Hospitalization therapy for bacterial infections, worms and protozoa are often given simultaneously if infections are present. These combined therapies can also be effective against H. pylori and eradicate it in a proportion of children. The use of antibiotics against opportunistic infections in HIV-infected populations is the most hypothesized explanation for lower colonization rates [19, 20, 37]. We could only show a trend of lower colonization among children who had used antibiotics. We assume that we could not show a significant difference between those who had used antibiotics and the others due to the large number of participants who had been treated with antibiotics in the past compared with those who had not been treated. The study was not designed to show those differences.

To use a clinical staging system for AIDS is useful and recommended when a CD4 cell count is not available, but it is not recommended for use for initiating HAART if a CD4 cell count is available [30]. We could not demonstrate a significant difference relating to the clinical HIV WHO stage and the prevalence of H. pylori, but there was a trend for lower colonization rates in more advanced stages (Table 3). We think this is because many of the criteria used for advanced staging are chronic or recurrent infection. These infections are treated with antibiotics, for example, amoxicillin against upper airway infections; this drug is also recommended as a part of the triple treatment of H. pylori [38].

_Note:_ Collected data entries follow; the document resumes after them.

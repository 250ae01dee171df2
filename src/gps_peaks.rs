//! Stroke detection from GPS speed peaks.
//!
//! Boat speed surges during the drive and sags during the recovery. A peak is
//! a speed sample that exceeds the trailing average of the previous samples
//! by a multiplicative margin. Peaks are debounced, retained for a longer
//! window, and the rate comes from the span between the oldest and newest
//! retained peak.
//!
//! GPS arrives at roughly 1 Hz, so this detector is coarse next to the motion
//! one. It needs no device mounting assumptions.

use crate::config::GpsDetectorConfig;
use crate::detector::{
    AdaptiveThresholdDetector, BaselinePolicy, DetectorConfig, DetectorPhase, RateEstimator,
    ThresholdRule,
};
use crate::types::DetectionEvent;

impl From<&GpsDetectorConfig> for DetectorConfig {
    fn from(config: &GpsDetectorConfig) -> Self {
        Self {
            sample_retention_ms: config.sample_retention_ms,
            min_samples: config.min_samples_for_detection,
            baseline_samples: config.average_sample_size,
            baseline: BaselinePolicy::PriorOnly,
            threshold: ThresholdRule::Multiplicative {
                factor: config.peak_multiplier,
            },
            debounce_ms: config.min_time_between_peaks_ms,
            rate: RateEstimator::PeakInterval {
                retention_ms: config.peak_retention_ms,
            },
            max_rate_spm: config.max_stroke_rate,
        }
    }
}

/// GPS speed peak stroke detector.
#[derive(Debug, Clone, PartialEq)]
pub struct GpsPeakDetector {
    config: GpsDetectorConfig,
    inner: AdaptiveThresholdDetector,
}

impl GpsPeakDetector {
    pub fn new(config: GpsDetectorConfig) -> Self {
        let inner = AdaptiveThresholdDetector::new(DetectorConfig::from(&config));
        Self { config, inner }
    }

    /// Observe one instantaneous speed (m/s). Returns the event when it is an accepted peak.
    pub fn observe(&mut self, speed_mps: f64, timestamp_ms: u64) -> Option<DetectionEvent> {
        self.inner.observe(speed_mps, timestamp_ms)
    }

    /// Current rate in SPM; 0 until two peaks have been retained.
    pub fn current_rate(&self) -> u32 {
        self.inner.current_rate()
    }

    pub fn has_rate(&self) -> bool {
        self.inner.has_rate()
    }

    pub fn phase(&self) -> DetectorPhase {
        self.inner.phase()
    }

    /// Trailing average speed used for the latest peak test.
    pub fn average_speed(&self) -> Option<f64> {
        self.inner.baseline()
    }

    pub fn last_peak_ms(&self) -> Option<u64> {
        self.inner.last_trigger_ms()
    }

    /// Peaks currently inside the retention window.
    pub fn retained_peaks(&self) -> usize {
        self.inner.retained_peaks()
    }

    pub fn peaks_detected(&self) -> u64 {
        self.inner.detections()
    }

    pub fn rejected_samples(&self) -> u64 {
        self.inner.rejected_samples()
    }

    pub fn buffered_samples(&self) -> usize {
        self.inner.window_len()
    }

    pub fn config(&self) -> &GpsDetectorConfig {
        &self.config
    }

    /// Clear all state. Idempotent.
    pub fn reset(&mut self) {
        self.inner.reset();
    }
}

impl Default for GpsPeakDetector {
    fn default() -> Self {
        Self::new(GpsDetectorConfig::default())
    }
}
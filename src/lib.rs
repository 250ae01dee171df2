//! Stroke Sensing Engine Library
//!
//! Estimates a rowing boat's stroke rate in real time from two independent,
//! noisy sources: the handheld device's acceleration magnitude and the speed
//! derived from consecutive GPS fixes.
//!
//! # Design Philosophy
//!
//! - **Online only**: every observation is a single non-blocking call. Nothing
//!   looks ahead, nothing waits on I/O.
//! - **Bounded memory**: all history lives in time-bounded sliding windows with
//!   amortized O(1) eviction.
//! - **Degrade, never fail**: bad samples are dropped and logged. A missing rate
//!   is reported as "unknown", never as NaN or a panic.
//! - **No ambient state**: every detector belongs to one [`WorkoutSession`] and
//!   dies with it.
//!
//! # Example
//!
//! ```
//! use stroke_sensing::{DetectionMethod, SelectedRate, SessionConfig, WorkoutSession};
//!
//! let mut session = WorkoutSession::new(SessionConfig::default());
//! session.set_method(DetectionMethod::Motion);
//! session.start(0);
//!
//! for i in 0..600u64 {
//!     let t = i * 50;
//!     let magnitude = if t % 2000 == 0 { 16.0 } else { 10.0 };
//!     session.observe_motion(magnitude, t);
//! }
//!
//! match session.current_rate() {
//!     SelectedRate::Single(spm) => assert_eq!(spm, 30),
//!     other => panic!("unexpected {other:?}"),
//! }
//! ```

pub mod aggregator;
pub mod config;
pub mod detector;
pub mod error;
pub mod geo;
pub mod gps;
pub mod gps_peaks;
pub mod motion;
pub mod replay;
pub mod session;
pub mod summary;
pub mod types;
pub mod window;

#[cfg(test)]
mod integration_tests;

pub use aggregator::{select, select_by_name, RateAggregator};
pub use config::{
    AggregatorConfig, GpsDetectorConfig, GpsFilterConfig, MotionDetectorConfig, SessionConfig,
};
pub use detector::{
    AdaptiveThresholdDetector, BaselinePolicy, DetectorConfig, DetectorPhase, RateEstimator,
    ThresholdRule,
};
pub use error::{StrokeError, StrokeResult};
pub use geo::{distance, format_split, split_seconds, GeoPoint};
pub use gps::GpsTracker;
pub use gps_peaks::GpsPeakDetector;
pub use motion::MotionStrokeDetector;
pub use replay::{parse_trace, replay, TraceRecord};
pub use session::{SessionState, WorkoutSession};
pub use summary::WorkoutSummary;
pub use types::{
    DetectionEvent, DetectionMethod, GpsFix, RateRecord, RateSource, Sample, SelectedRate,
};
pub use window::{SlidingWindow, Timestamped};

/// Crate version, as reported by the replay tool.
pub const VERSION: &str = env!("CARGO_PKG_VERSION");
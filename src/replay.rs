//! Recorded sensor traces and their offline replay.
//!
//! A trace is a plain text file with one observation per line:
//!
//! ```text
//! # comment
//! motion,<timestamp_ms>,<magnitude>
//! gps,<timestamp_ms>,<lat>,<lng>
//! ```
//!
//! Replaying a trace through a [`WorkoutSession`] reproduces exactly what the
//! live session computed, since nothing in the core reads a clock.

use std::io::BufRead;

use tracing::debug;

use crate::error::{StrokeError, StrokeResult};
use crate::session::WorkoutSession;
use crate::summary::WorkoutSummary;
use crate::types::GpsFix;

/// One observation from a trace.
#[derive(Debug, Clone, Copy, PartialEq)]
pub enum TraceRecord {
    Motion { timestamp_ms: u64, magnitude: f64 },
    Gps(GpsFix),
}

impl TraceRecord {
    pub fn timestamp_ms(&self) -> u64 {
        match self {
            TraceRecord::Motion { timestamp_ms, .. } => *timestamp_ms,
            TraceRecord::Gps(fix) => fix.timestamp_ms,
        }
    }
}

/// Parse a trace. Blank lines and `#` comments are skipped.
pub fn parse_trace<R: BufRead>(reader: R) -> StrokeResult<Vec<TraceRecord>> {
    let mut records = Vec::new();
    for (index, line) in reader.lines().enumerate() {
        let line_no = index + 1;
        let line = line.map_err(|e| StrokeError::TraceParse {
            line: line_no,
            reason: e.to_string(),
        })?;
        let trimmed = line.trim();
        if trimmed.is_empty() || trimmed.starts_with('#') {
            continue;
        }
        records.push(parse_line(trimmed, line_no)?);
    }
    Ok(records)
}

fn parse_line(line: &str, line_no: usize) -> StrokeResult<TraceRecord> {
    let fields: Vec<&str> = line.split(',').map(str::trim).collect();
    let err = |reason: String| StrokeError::TraceParse {
        line: line_no,
        reason,
    };

    match fields.as_slice() {
        ["motion", ts, magnitude] => Ok(TraceRecord::Motion {
            timestamp_ms: parse_field(ts, "timestamp").map_err(err)?,
            magnitude: parse_field(magnitude, "magnitude").map_err(err)?,
        }),
        ["gps", ts, lat, lng] => Ok(TraceRecord::Gps(GpsFix::new(
            parse_field(lat, "latitude").map_err(err)?,
            parse_field(lng, "longitude").map_err(err)?,
            parse_field(ts, "timestamp").map_err(err)?,
        ))),
        [kind, ..] => Err(err(format!(
            "expected `motion,<ts>,<magnitude>` or `gps,<ts>,<lat>,<lng>`, got `{kind}` with {} fields",
            fields.len()
        ))),
        [] => Err(err("empty record".to_string())),
    }
}

fn parse_field<T: std::str::FromStr>(raw: &str, name: &str) -> Result<T, String>
where
    T::Err: std::fmt::Display,
{
    raw.parse::<T>()
        .map_err(|e| format!("invalid {name} `{raw}`: {e}"))
}

/// Run `records` through `session`, starting it at the first record and
/// stopping it at the last. Returns the workout summary.
pub fn replay(session: &mut WorkoutSession, records: &[TraceRecord]) -> WorkoutSummary {
    let Some(first) = records.first() else {
        return session.summary();
    };
    session.start(first.timestamp_ms());

    let mut last_ms = first.timestamp_ms();
    for record in records {
        last_ms = last_ms.max(record.timestamp_ms());
        let event = match *record {
            TraceRecord::Motion {
                timestamp_ms,
                magnitude,
            } => session.observe_motion(magnitude, timestamp_ms),
            TraceRecord::Gps(fix) => session.observe_fix(fix),
        };
        if let Some(event) = event {
            debug!(
                timestamp_ms = event.timestamp_ms,
                rate = event.rate_spm,
                current = ?session.current_rate(),
                "replayed detection"
            );
        }
    }
    session.stop(last_ms)
}
//! Stroke detection from acceleration magnitude spikes.
//!
//! The rower's drive jolts the handheld device. A stroke is flagged when the
//! acceleration magnitude rises a fixed margin above the rolling mean of the
//! last few samples, with a debounce so the ringing of a single drive is not
//! counted twice.
//!
//! The rate estimate uses a looser threshold (margin minus a relief) than the
//! firing test, and counts every sample above it over the rate window. Firing
//! stays crisp while the rate is smoothed.

use crate::config::MotionDetectorConfig;
use crate::detector::{
    AdaptiveThresholdDetector, BaselinePolicy, DetectorConfig, DetectorPhase, RateEstimator,
    ThresholdRule,
};
use crate::types::{DetectionEvent, Sample};

impl From<&MotionDetectorConfig> for DetectorConfig {
    fn from(config: &MotionDetectorConfig) -> Self {
        Self {
            sample_retention_ms: config.sample_retention_ms,
            min_samples: config.baseline_sample_size,
            baseline_samples: config.baseline_sample_size,
            baseline: BaselinePolicy::IncludeCurrent,
            threshold: ThresholdRule::Additive {
                margin: config.accel_margin,
            },
            debounce_ms: config.min_stroke_interval_ms,
            rate: RateEstimator::SpikeDensity {
                window_ms: config.rate_window_ms,
                relief: config.rate_margin_relief,
            },
            max_rate_spm: config.max_stroke_rate,
        }
    }
}

/// Acceleration spike stroke detector.
#[derive(Debug, Clone, PartialEq)]
pub struct MotionStrokeDetector {
    config: MotionDetectorConfig,
    inner: AdaptiveThresholdDetector,
}

impl MotionStrokeDetector {
    pub fn new(config: MotionDetectorConfig) -> Self {
        let inner = AdaptiveThresholdDetector::new(DetectorConfig::from(&config));
        Self { config, inner }
    }

    /// Observe one acceleration magnitude (m/s²).
    pub fn observe(&mut self, magnitude: f64, timestamp_ms: u64) -> Option<DetectionEvent> {
        self.inner.observe(magnitude, timestamp_ms)
    }

    /// Observe a raw three-axis accelerometer reading.
    pub fn observe_acceleration(
        &mut self,
        accel: [f64; 3],
        timestamp_ms: u64,
    ) -> Option<DetectionEvent> {
        let sample = Sample::from_acceleration(accel, timestamp_ms);
        self.observe(sample.value, sample.timestamp_ms)
    }

    /// Process a batch of `(magnitude, timestamp_ms)` pairs and return every stroke.
    pub fn observe_batch(&mut self, samples: &[(f64, u64)]) -> Vec<DetectionEvent> {
        samples
            .iter()
            .filter_map(|&(magnitude, ts)| self.observe(magnitude, ts))
            .collect()
    }

    /// Current stroke rate in SPM, 0 when unknown.
    pub fn current_rate(&self) -> u32 {
        self.inner.current_rate()
    }

    pub fn has_rate(&self) -> bool {
        self.inner.has_rate()
    }

    /// Whether the baseline has filled yet.
    pub fn is_armed(&self) -> bool {
        self.inner.phase() == DetectorPhase::Armed
    }

    pub fn phase(&self) -> DetectorPhase {
        self.inner.phase()
    }

    /// Rolling baseline from the latest armed evaluation.
    pub fn baseline(&self) -> Option<f64> {
        self.inner.baseline()
    }

    pub fn last_stroke_ms(&self) -> Option<u64> {
        self.inner.last_trigger_ms()
    }

    pub fn strokes_detected(&self) -> u64 {
        self.inner.detections()
    }

    pub fn rejected_samples(&self) -> u64 {
        self.inner.rejected_samples()
    }

    /// Acceleration samples currently retained.
    pub fn buffered_samples(&self) -> usize {
        self.inner.window_len()
    }

    pub fn config(&self) -> &MotionDetectorConfig {
        &self.config
    }

    /// Clear all state. Idempotent.
    pub fn reset(&mut self) {
        self.inner.reset();
    }
}

impl Default for MotionStrokeDetector {
    fn default() -> Self {
        Self::new(MotionDetectorConfig::default())
    }
}

// ============================================================================
// TESTS
// ============================================================================
//! Adaptive-threshold event detector.
//!
//! Both stroke sources answer the same question: "is the current sample far
//! enough above its recent baseline, and has enough time passed since the
//! last event?" This module implements that once, parameterized by:
//! - how the baseline is formed ([`BaselinePolicy`], baseline sample count)
//! - how the threshold is derived from it ([`ThresholdRule`])
//! - the debounce interval
//! - how a rate is extrapolated from detections ([`RateEstimator`])
//!
//! The detector is causal: it only sees past samples, so a "peak" here is a
//! sample that stands out from its trailing baseline, not a two-sided local
//! maximum.
//!
//! Not thread-safe by construction (`&mut self` everywhere). Callers with
//! several sensor threads must funnel observations through one owner.

use tracing::{debug, warn};

use crate::error::StrokeError;
use crate::types::{DetectionEvent, Sample};
use crate::window::SlidingWindow;

/// How the trigger threshold is derived from the baseline.
#[derive(Debug, Clone, Copy, PartialEq)]
pub enum ThresholdRule {
    /// `baseline + margin`
    Additive { margin: f64 },
    /// `baseline * factor`
    Multiplicative { factor: f64 },
}

impl ThresholdRule {
    pub fn threshold(&self, baseline: f64) -> f64 {
        match *self {
            ThresholdRule::Additive { margin } => baseline + margin,
            ThresholdRule::Multiplicative { factor } => baseline * factor,
        }
    }
}

/// Which samples the baseline is computed over.
#[derive(Debug, Clone, Copy, PartialEq, Eq)]
pub enum BaselinePolicy {
    /// Append the sample first; the baseline includes it.
    IncludeCurrent,
    /// Evaluate against the samples seen before this one, then append it.
    PriorOnly,
}

/// How a stroke rate is extrapolated when a detection fires.
#[derive(Debug, Clone, Copy, PartialEq)]
pub enum RateEstimator {
    /// Count samples above `threshold - relief` within `window_ms` and scale
    /// the count to a per-minute rate.
    SpikeDensity { window_ms: u64, relief: f64 },
    /// Keep accepted detections for `retention_ms` and derive the rate from
    /// the span between the oldest and newest of them.
    PeakInterval { retention_ms: u64 },
}

/// Full parameter set of one detector instance.
#[derive(Debug, Clone, PartialEq)]
pub struct DetectorConfig {
    /// Retention of the raw sample window (ms).
    pub sample_retention_ms: u64,
    /// Samples that must be available before a detection may fire.
    pub min_samples: usize,
    /// Number of most recent samples averaged into the baseline.
    pub baseline_samples: usize,
    pub baseline: BaselinePolicy,
    pub threshold: ThresholdRule,
    /// Two detections must be strictly more than this far apart (ms).
    pub debounce_ms: u64,
    pub rate: RateEstimator,
    /// Every reported rate is clamped to this (SPM).
    pub max_rate_spm: u32,
}

/// Operational state of a detector.
#[derive(Debug, Clone, Copy, PartialEq, Eq)]
pub enum DetectorPhase {
    /// No sample has been tested against a full baseline yet.
    Accumulating,
    /// At least one sample was tested against a full baseline: `min_samples`
    /// in the window including it under [`BaselinePolicy::IncludeCurrent`],
    /// before it under [`BaselinePolicy::PriorOnly`]. Stays here until reset,
    /// even if a gap later empties the window.
    Armed,
}

/// Rolling-baseline, debounced event detector with a windowed rate estimate.
#[derive(Debug, Clone, PartialEq)]
pub struct AdaptiveThresholdDetector {
    config: DetectorConfig,

    samples: SlidingWindow<Sample>,
    /// Retained detections; only kept for [`RateEstimator::PeakInterval`].
    peaks: Option<SlidingWindow<Sample>>,

    phase: DetectorPhase,
    rejected_samples: u64,
    detections: u64,

    last_trigger_ms: Option<u64>,
    current_rate: Option<u32>,
    last_baseline: Option<f64>,
}

impl AdaptiveThresholdDetector {
    pub fn new(config: DetectorConfig) -> Self {
        let peaks = match config.rate {
            RateEstimator::PeakInterval { retention_ms } => Some(SlidingWindow::new(retention_ms)),
            RateEstimator::SpikeDensity { .. } => None,
        };
        Self {
            samples: SlidingWindow::new(config.sample_retention_ms),
            peaks,
            config,
            phase: DetectorPhase::Accumulating,
            rejected_samples: 0,
            detections: 0,
            last_trigger_ms: None,
            current_rate: None,
            last_baseline: None,
        }
    }

    /// Feed one sample. Returns the detection event if this sample triggered one.
    ///
    /// Non-finite values and timestamps earlier than the newest sample are
    /// dropped, logged and counted; they never produce a detection.
    pub fn observe(&mut self, value: f64, timestamp_ms: u64) -> Option<DetectionEvent> {
        if !value.is_finite() {
            self.reject(StrokeError::NonFiniteValue {
                value,
                timestamp_ms,
            });
            return None;
        }

        let sample = Sample::new(value, timestamp_ms);
        let baseline = match self.config.baseline {
            BaselinePolicy::IncludeCurrent => {
                self.accept(sample)?;
                if self.samples.len() < self.config.min_samples {
                    return None;
                }
                self.samples.mean_recent(self.config.baseline_samples)
            }
            BaselinePolicy::PriorOnly => {
                if let Some(previous_ms) = self.samples.newest().map(|s| s.timestamp_ms) {
                    if timestamp_ms < previous_ms {
                        self.reject(StrokeError::OutOfOrder {
                            previous_ms,
                            timestamp_ms,
                        });
                        return None;
                    }
                }
                // The prior samples must lie inside the window as seen from this one.
                self.samples.evict_until(timestamp_ms);
                let ready = self.samples.len() >= self.config.min_samples;
                let baseline = self.samples.mean_recent(self.config.baseline_samples);
                self.accept(sample)?;
                if !ready {
                    return None;
                }
                baseline
            }
        };
        self.phase = DetectorPhase::Armed;
        self.last_baseline = Some(baseline);

        let threshold = self.config.threshold.threshold(baseline);
        // Strict: a value exactly at the threshold does not fire.
        if value <= threshold {
            return None;
        }

        // Strict as well, so repeated timestamps can never fire twice.
        if let Some(last) = self.last_trigger_ms {
            if timestamp_ms.saturating_sub(last) <= self.config.debounce_ms {
                return None;
            }
        }

        Some(self.fire(sample, baseline, threshold))
    }

    fn accept(&mut self, sample: Sample) -> Option<()> {
        if let Err(err) = self.samples.append(sample) {
            self.reject(err);
            return None;
        }
        Some(())
    }

    fn reject(&mut self, err: StrokeError) {
        self.rejected_samples += 1;
        warn!(%err, rejected = self.rejected_samples, "sample ignored");
    }

    fn fire(&mut self, sample: Sample, baseline: f64, threshold: f64) -> DetectionEvent {
        self.last_trigger_ms = Some(sample.timestamp_ms);
        self.detections += 1;

        let rate = match self.config.rate {
            RateEstimator::SpikeDensity { window_ms, relief } => {
                let rate_threshold = threshold - relief;
                let count = self.samples.count_within(window_ms, |v| v > rate_threshold);
                Some(spike_density_rate(count, window_ms, self.config.max_rate_spm))
            }
            RateEstimator::PeakInterval { .. } => match self.peaks.as_mut() {
                Some(peaks) => {
                    if let Err(err) = peaks.append(sample) {
                        // Unreachable while samples are ordered; keep the detection anyway.
                        warn!(%err, "peak not retained");
                    }
                    match (peaks.oldest(), peaks.newest()) {
                        (Some(oldest), Some(newest)) if peaks.len() >= 2 => Some(peak_interval_rate(
                            peaks.len(),
                            newest.timestamp_ms - oldest.timestamp_ms,
                            self.config.max_rate_spm,
                        )),
                        _ => None,
                    }
                }
                None => None,
            },
        };
        if rate.is_some() {
            self.current_rate = rate;
        }

        debug!(
            timestamp_ms = sample.timestamp_ms,
            value = sample.value,
            baseline,
            threshold,
            rate = ?rate,
            "detection"
        );

        DetectionEvent {
            timestamp_ms: sample.timestamp_ms,
            rate_spm: self.current_rate(),
            source_avg: baseline,
            triggering_value: sample.value,
        }
    }

    /// Clear all windows and state. Idempotent; the result equals a freshly
    /// constructed detector with the same configuration.
    pub fn reset(&mut self) {
        *self = Self::new(self.config.clone());
    }

    /// Last computed rate, 0 when none has been computed yet.
    pub fn current_rate(&self) -> u32 {
        self.current_rate.unwrap_or(0)
    }

    /// Last computed rate, `None` when none has been computed yet.
    pub fn rate(&self) -> Option<u32> {
        self.current_rate
    }

    pub fn has_rate(&self) -> bool {
        self.current_rate.is_some()
    }

    pub fn phase(&self) -> DetectorPhase {
        self.phase
    }

    pub fn last_trigger_ms(&self) -> Option<u64> {
        self.last_trigger_ms
    }

    /// Baseline used by the most recent armed evaluation.
    pub fn baseline(&self) -> Option<f64> {
        self.last_baseline
    }

    pub fn detections(&self) -> u64 {
        self.detections
    }

    pub fn rejected_samples(&self) -> u64 {
        self.rejected_samples
    }

    /// Samples currently retained in the sample window.
    pub fn window_len(&self) -> usize {
        self.samples.len()
    }

    /// Detections currently retained for the peak-interval rate.
    pub fn retained_peaks(&self) -> usize {
        self.peaks.as_ref().map_or(0, SlidingWindow::len)
    }

    pub fn config(&self) -> &DetectorConfig {
        &self.config
    }
}

/// Per-minute rate from `count` events observed over `window_ms`.
pub fn spike_density_rate(count: usize, window_ms: u64, max_rate_spm: u32) -> u32 {
    if window_ms == 0 {
        return 0;
    }
    let window_s = window_ms as f64 / 1000.0;
    cap_rate(count as f64 / window_s * 60.0, max_rate_spm)
}

/// Per-minute rate from `peaks` events spanning `span_ms`.
///
/// N peaks bound N-1 stroke cycles. A zero span (all peaks at one instant)
/// yields 0 instead of dividing by zero.
pub fn peak_interval_rate(peaks: usize, span_ms: u64, max_rate_spm: u32) -> u32 {
    if peaks < 2 || span_ms == 0 {
        return 0;
    }
    let span_s = span_ms as f64 / 1000.0;
    cap_rate((peaks - 1) as f64 / span_s * 60.0, max_rate_spm)
}

fn cap_rate(raw_spm: f64, max_rate_spm: u32) -> u32 {
    if !raw_spm.is_finite() || raw_spm <= 0.0 {
        return 0;
    }
    // `as` saturates for out-of-range floats.
    (raw_spm.round() as u32).min(max_rate_spm)
}
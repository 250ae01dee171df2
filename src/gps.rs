//! Conversion of raw GPS fixes into speed samples.
//!
//! Consecutive fixes are turned into (speed, timestamp) samples for the peak
//! detector, after a noise filter: a fix must be at least a few meters away
//! from the anchor and imply a speed above drifting pace.
//!
//! A fix that is merely too close leaves the anchor in place, so slow
//! progress still adds up once it clears the distance filter. A fix that is
//! too slow, or that arrives after a long gap, becomes the new anchor: speed
//! is never averaged over a rest.

use tracing::{debug, warn};

use crate::config::GpsFilterConfig;
use crate::geo::{distance, instantaneous_speed};
use crate::types::{GpsFix, Sample};

/// Why a fix did not produce a speed sample.
#[derive(Debug, Clone, Copy, PartialEq, Eq)]
pub enum FixOutcome {
    /// First fix of the session; stored as the anchor.
    Anchored,
    /// Accepted; a speed sample was produced.
    Accepted,
    /// Non-finite coordinates.
    Invalid,
    /// Timestamp not after the anchor.
    NoElapsedTime,
    /// Moved less than the minimum displacement.
    TooClose,
    /// Implied speed below the minimum; the fix becomes the anchor.
    TooSlow,
    /// Too long after the anchor to give a current speed; the fix becomes the anchor.
    Stale,
}

/// Tracks distance covered and derives speed from consecutive fixes.
#[derive(Debug, Clone, PartialEq)]
pub struct GpsTracker {
    config: GpsFilterConfig,
    anchor: Option<GpsFix>,
    total_distance_m: f64,
    last_speed_mps: Option<f64>,
    accepted_fixes: u64,
    last_outcome: Option<FixOutcome>,
}

impl GpsTracker {
    pub fn new(config: GpsFilterConfig) -> Self {
        Self {
            config,
            anchor: None,
            total_distance_m: 0.0,
            last_speed_mps: None,
            accepted_fixes: 0,
            last_outcome: None,
        }
    }

    /// Feed one fix. Returns a speed sample when the fix passes the filter.
    pub fn observe_fix(&mut self, fix: GpsFix) -> Option<Sample> {
        let (outcome, sample) = self.evaluate(fix);
        self.last_outcome = Some(outcome);
        sample
    }

    fn evaluate(&mut self, fix: GpsFix) -> (FixOutcome, Option<Sample>) {
        if !fix.lat.is_finite() || !fix.lng.is_finite() {
            warn!(lat = fix.lat, lng = fix.lng, "non-finite GPS fix ignored");
            return (FixOutcome::Invalid, None);
        }

        let Some(anchor) = self.anchor else {
            self.anchor = Some(fix);
            return (FixOutcome::Anchored, None);
        };

        if fix.timestamp_ms <= anchor.timestamp_ms {
            warn!(
                anchor_ms = anchor.timestamp_ms,
                timestamp_ms = fix.timestamp_ms,
                "GPS fix without elapsed time ignored"
            );
            return (FixOutcome::NoElapsedTime, None);
        }

        let gap_ms = fix.timestamp_ms - anchor.timestamp_ms;
        if gap_ms > self.config.max_fix_gap_ms {
            debug!(gap_ms, "GPS fix after a long gap re-anchors");
            self.anchor = Some(fix);
            return (FixOutcome::Stale, None);
        }

        let moved_m = distance(anchor.point(), fix.point());
        if moved_m < self.config.min_displacement_m {
            return (FixOutcome::TooClose, None);
        }

        let elapsed_s = gap_ms as f64 / 1000.0;
        let Some(speed) = instantaneous_speed(moved_m, elapsed_s) else {
            return (FixOutcome::NoElapsedTime, None);
        };
        if speed < self.config.min_speed_mps {
            self.anchor = Some(fix);
            return (FixOutcome::TooSlow, None);
        }

        self.total_distance_m += moved_m;
        self.last_speed_mps = Some(speed);
        self.accepted_fixes += 1;
        self.anchor = Some(fix);
        (FixOutcome::Accepted, Some(Sample::new(speed, fix.timestamp_ms)))
    }

    /// Distance accumulated from accepted fixes, in meters.
    pub fn total_distance_m(&self) -> f64 {
        self.total_distance_m
    }

    pub fn last_speed_mps(&self) -> Option<f64> {
        self.last_speed_mps
    }

    pub fn accepted_fixes(&self) -> u64 {
        self.accepted_fixes
    }

    /// Classification of the most recent fix.
    pub fn last_outcome(&self) -> Option<FixOutcome> {
        self.last_outcome
    }

    pub fn reset(&mut self) {
        *self = Self::new(self.config.clone());
    }
}

impl Default for GpsTracker {
    fn default() -> Self {
        Self::new(GpsFilterConfig::default())
    }
}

There was no significant difference in prevalence by sex, type of housing, congested living, education of female caretaker, drinking water sources, toilet facilities, reported abdominal pain or wealth index. A possible explanation for the lack of such association, as described in non-HIV-infected children [11, 14, 15, 39], is that the impact of the CD4 cell percentage is very strong and independent of the factors we have mentioned.

Conclusions

HIV-infected, HAART-naïve, urban Ugandan children had a lower prevalence of H. pylori colonization compared with apparently healthy Ugandan children. Children with more advanced HIV (a low CD4 cell percentage and advanced clinical stage of HIV) had lower rates of colonization of H. pylori; this might indicate that these children had more frequently been treated with drugs also effective against H. pylori. Treatment with antibiotics or other drugs effective against H. pylori, due to co-morbidity with infectious diseases, is a likely explanation for the relatively low prevalence.